Simplicity and signal amplification also includes standardization. This means standardizing templates, resolutions, retentions, and any other knobs and features presented to engineers. By doing so, you ensure that your system is easy to understand and thus user friendly for answering questions and identifying issues.

Remembering these four rules will help keep you on track with designing and building incredibly valuable and useful monitoring systems. If you find yourself violating them, ask yourself why. Unless you have a really good answer, consider going back to the foundation.

Telemetry/Metrics

Ah metrics! So diverse. So ubiquitous. A metric is the measurement of a property that an application or a component of your infrastructure possesses. Metrics are observed periodically, creating a time-series that contains the property or properties, the timestamp, and the value. Some properties that might apply include the host, service, or datacenter. The true value of this data comes in observing it over time through visualizations such as graphs.

Metrics are typically stored in four different ways:

Counters

These are cumulative metrics that represent how many times a specific occurrence of something has occurred.

Gauges

These are metrics that change in any direction, and indicate a current value, such as temperature, jobs in queue, or active locks.

Histograms

A number of events broken up into configured buckets to show distribution.

Summaries

This is similar to histogram but focused on proving counts over sliding windows of time.
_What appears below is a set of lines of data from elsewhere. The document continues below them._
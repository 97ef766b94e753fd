//! Configuration loader
//!
//! Loads engine configuration from environment variables or files.
//!
//! ## Loading Strategy
//! 1. First, attempts to load from environment variables
//! 2. If incomplete, falls back to loading from file
//! 3. Probes multiple paths for config files
//! 4. Supports JSON and TOML formats
//!
//! Every loaded configuration is validated before it is returned.
//!
//! ## Environment Variables
//! Required:
//! - `LEADFLOW_DB_PATH`: Database file path
//! - `LEADFLOW_QUEUE_TIMEOUT_MINUTES`: Escalation delay in minutes
//!
//! Optional (section defaults apply when unset):
//! - `LEADFLOW_DB_POOL_SIZE`: Connection pool size
//! - `LEADFLOW_QUEUE_SWEEP_INTERVAL`: Sweep interval in seconds
//! - `LEADFLOW_QUEUE_POOL`: Pool watched by the scheduler
//! - `LEADFLOW_QUEUE_MAX_ATTEMPTS`: Escalation write attempts
//! - `LEADFLOW_QUEUE_INITIAL_BACKOFF_MS` / `LEADFLOW_QUEUE_MAX_BACKOFF_MS`
//! - `LEADFLOW_QUEUE_STORE_TIMEOUT_MS`: Scheduler store call timeout
//! - `LEADFLOW_SLA_LOW_DAYS` / `LEADFLOW_SLA_MID_DAYS`: Staleness thresholds
//! - `LEADFLOW_SLA_TICKET_WARNING_HOURS`: Ticket warning window
//! - `LEADFLOW_CLAIM_STORE_TIMEOUT_MS`: Claim compare-and-set timeout
//!
//! ## File Locations
//! The loader probes the following paths (in order):
//! 1. `./leadflow.toml` or `./leadflow.json` (current working directory)
//! 2. `./config.toml` or `./config.json` (current working directory)
//! 3. The same names in the parent and grandparent directory
//! 4. The same names next to the executable

use std::path::{Path, PathBuf};
use std::str::FromStr;

use leadflow_domain::{
    ClaimConfig, Config, DatabaseConfig, LeadflowError, QueueConfig, Result, SlaConfig,
};

const CONFIG_FILE_NAMES: [&str; 4] =
    ["leadflow.toml", "leadflow.json", "config.toml", "config.json"];

/// Load configuration with automatic fallback strategy
///
/// First attempts to load from environment variables. If any required
/// variables are missing, falls back to loading from a config file.
///
/// # Errors
/// Returns `LeadflowError::Config` if:
/// - Configuration cannot be loaded from either source
/// - File format is invalid
/// - The loaded values fail validation
pub fn load() -> Result<Config> {
    match load_from_env() {
        Ok(config) => {
            tracing::info!("Configuration loaded from environment variables");
            Ok(config)
        }
        Err(e) => {
            tracing::debug!(error = ?e, "Failed to load from environment, trying file");
            load_from_file(None)
        }
    }
}

/// Load configuration from environment variables
///
/// # Errors
/// Returns `LeadflowError::Config` if required variables are missing
/// or any variable has an invalid value.
pub fn load_from_env() -> Result<Config> {
    let defaults = Config::default();

    let database = DatabaseConfig {
        path: env_var("LEADFLOW_DB_PATH")?,
        pool_size: env_parse("LEADFLOW_DB_POOL_SIZE", defaults.database.pool_size)?,
    };

    let timeout_minutes = env_var("LEADFLOW_QUEUE_TIMEOUT_MINUTES").and_then(|s| {
        s.trim()
            .parse::<u32>()
            .map_err(|e| LeadflowError::Config(format!("Invalid queue timeout: {e}")))
    })?;
    let queue = QueueConfig {
        timeout_minutes,
        sweep_interval_seconds: env_parse(
            "LEADFLOW_QUEUE_SWEEP_INTERVAL",
            defaults.queue.sweep_interval_seconds,
        )?,
        pool: std::env::var("LEADFLOW_QUEUE_POOL").ok().filter(|pool| !pool.trim().is_empty()),
        max_escalation_attempts: env_parse(
            "LEADFLOW_QUEUE_MAX_ATTEMPTS",
            defaults.queue.max_escalation_attempts,
        )?,
        initial_backoff_ms: env_parse(
            "LEADFLOW_QUEUE_INITIAL_BACKOFF_MS",
            defaults.queue.initial_backoff_ms,
        )?,
        max_backoff_ms: env_parse("LEADFLOW_QUEUE_MAX_BACKOFF_MS", defaults.queue.max_backoff_ms)?,
        store_timeout_ms: env_parse(
            "LEADFLOW_QUEUE_STORE_TIMEOUT_MS",
            defaults.queue.store_timeout_ms,
        )?,
    };

    let sla = SlaConfig {
        stale_low_days: env_parse("LEADFLOW_SLA_LOW_DAYS", defaults.sla.stale_low_days)?,
        stale_mid_days: env_parse("LEADFLOW_SLA_MID_DAYS", defaults.sla.stale_mid_days)?,
        ticket_warning_hours: env_parse(
            "LEADFLOW_SLA_TICKET_WARNING_HOURS",
            defaults.sla.ticket_warning_hours,
        )?,
    };

    let claims = ClaimConfig {
        store_timeout_ms: env_parse(
            "LEADFLOW_CLAIM_STORE_TIMEOUT_MS",
            defaults.claims.store_timeout_ms,
        )?,
    };

    let config = Config { database, queue, sla, claims };
    config.validate()?;
    Ok(config)
}

/// Load configuration from a file
///
/// If `path` is `None`, probes multiple locations for config files.
/// Supports both JSON and TOML formats (detected by file extension).
///
/// # Errors
/// Returns `LeadflowError::Config` if:
/// - File not found (when path is specified)
/// - No config file found (when path is `None`)
/// - File format is invalid
/// - The loaded values fail validation
pub fn load_from_file(path: Option<PathBuf>) -> Result<Config> {
    let config_path = match path {
        Some(p) => {
            if !p.exists() {
                return Err(LeadflowError::Config(format!(
                    "Config file not found: {}",
                    p.display()
                )));
            }
            p
        }
        None => probe_config_paths().ok_or_else(|| {
            LeadflowError::Config(
                "No config file found in any of the standard locations".to_string(),
            )
        })?,
    };

    tracing::info!(path = %config_path.display(), "Loading configuration from file");

    let contents = std::fs::read_to_string(&config_path)
        .map_err(|e| LeadflowError::Config(format!("Failed to read config file: {e}")))?;

    let config = parse_config(&contents, &config_path)?;
    config.validate()?;
    Ok(config)
}

/// Parse configuration from string content
///
/// Format is detected by file extension (`.json` or `.toml`).
fn parse_config(contents: &str, path: &Path) -> Result<Config> {
    let extension = path.extension().and_then(|e| e.to_str()).unwrap_or("toml");

    match extension {
        "toml" => toml::from_str(contents)
            .map_err(|e| LeadflowError::Config(format!("Invalid TOML format: {e}"))),
        "json" => serde_json::from_str(contents)
            .map_err(|e| LeadflowError::Config(format!("Invalid JSON format: {e}"))),
        _ => Err(LeadflowError::Config(format!("Unsupported config format: {extension}"))),
    }
}

/// Probe multiple paths for configuration files
///
/// # Returns
/// The first config file found, or `None` if no file exists.
pub fn probe_config_paths() -> Option<PathBuf> {
    let mut roots = Vec::new();

    if let Ok(cwd) = std::env::current_dir() {
        roots.extend([cwd.clone(), cwd.join(".."), cwd.join("../..")]);
    }

    if let Ok(exe_path) = std::env::current_exe() {
        if let Some(exe_dir) = exe_path.parent() {
            roots.push(exe_dir.to_path_buf());
        }
    }

    roots
        .iter()
        .flat_map(|root| CONFIG_FILE_NAMES.iter().map(move |name| root.join(name)))
        .find(|path| path.exists())
}

/// Get required environment variable
fn env_var(key: &str) -> Result<String> {
    std::env::var(key).map_err(|_| {
        LeadflowError::Config(format!("Missing required environment variable: {key}"))
    })
}

/// Parse an optional environment variable, `default` when unset
fn env_parse<T>(key: &str, default: T) -> Result<T>
where
    T: FromStr,
    T::Err: std::fmt::Display,
{
    match std::env::var(key) {
        Ok(raw) => raw
            .trim()
            .parse::<T>()
            .map_err(|e| LeadflowError::Config(format!("Invalid value for {key}: {e}"))),
        Err(_) => Ok(default),
    }
}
Metrics often have mathematical functions applied to them to assist humans in deriving value from their visualizations. These functions create more value, but it is important to remember that they are derived data and that the raw data is just as critical. If you’re tracking means per minute but do not have the underlying data, you won’t be able to create means on larger windows, such as hours or days. The following are some of the functions:

• Count

• Sum

• Average

• Median

• Percentiles

• Standard Deviation

• Rates of Change

• Distributions

Metrics are the source for identifying symptoms of underlying issues, and thus are crucial to early identification and rapid resolution of any number of issues that might affect your SLOs.

Events

An event is a discrete action that has occurred in the environment. A change to a config is an event. A code deployment is an event. A database master failover is an event. Each of these can be signals that are used to correlate symptoms to causes.

Logs

A log is created for an event, so you can consider log events to be a subset of an event. Operating systems, databases, and applications all create logs during certain events. Unlike metrics, logs can provide additional data and context to something that has occurred. For instance, a database query log can tell you when a query was executed, important metrics about that query, and even the database user who executed it.

Is the Data Safe?

For any mission-critical data that you truly care about, you should avoid running with less than three live copies. That’s one primary and two-plus secondaries for leader-follower data stores like MySQL or MongoDB or a replication factor of three for distributed data stores like Cassandra or Hadoop. Because you never, ever want to find yourself in a situation in which you have a single copy of any data you care about, ever. This means that you need to be able to lose one instance while still maintaining redundancy, which is why three is a minimum number of copies, not two. Even when you are penny-pinching and worrying about your run rate every month as a baby startup, mission-critical data is not the appropriate place to cut those costs. (We discuss availability architecture in Chapter 5, Infrastructure Engineering.)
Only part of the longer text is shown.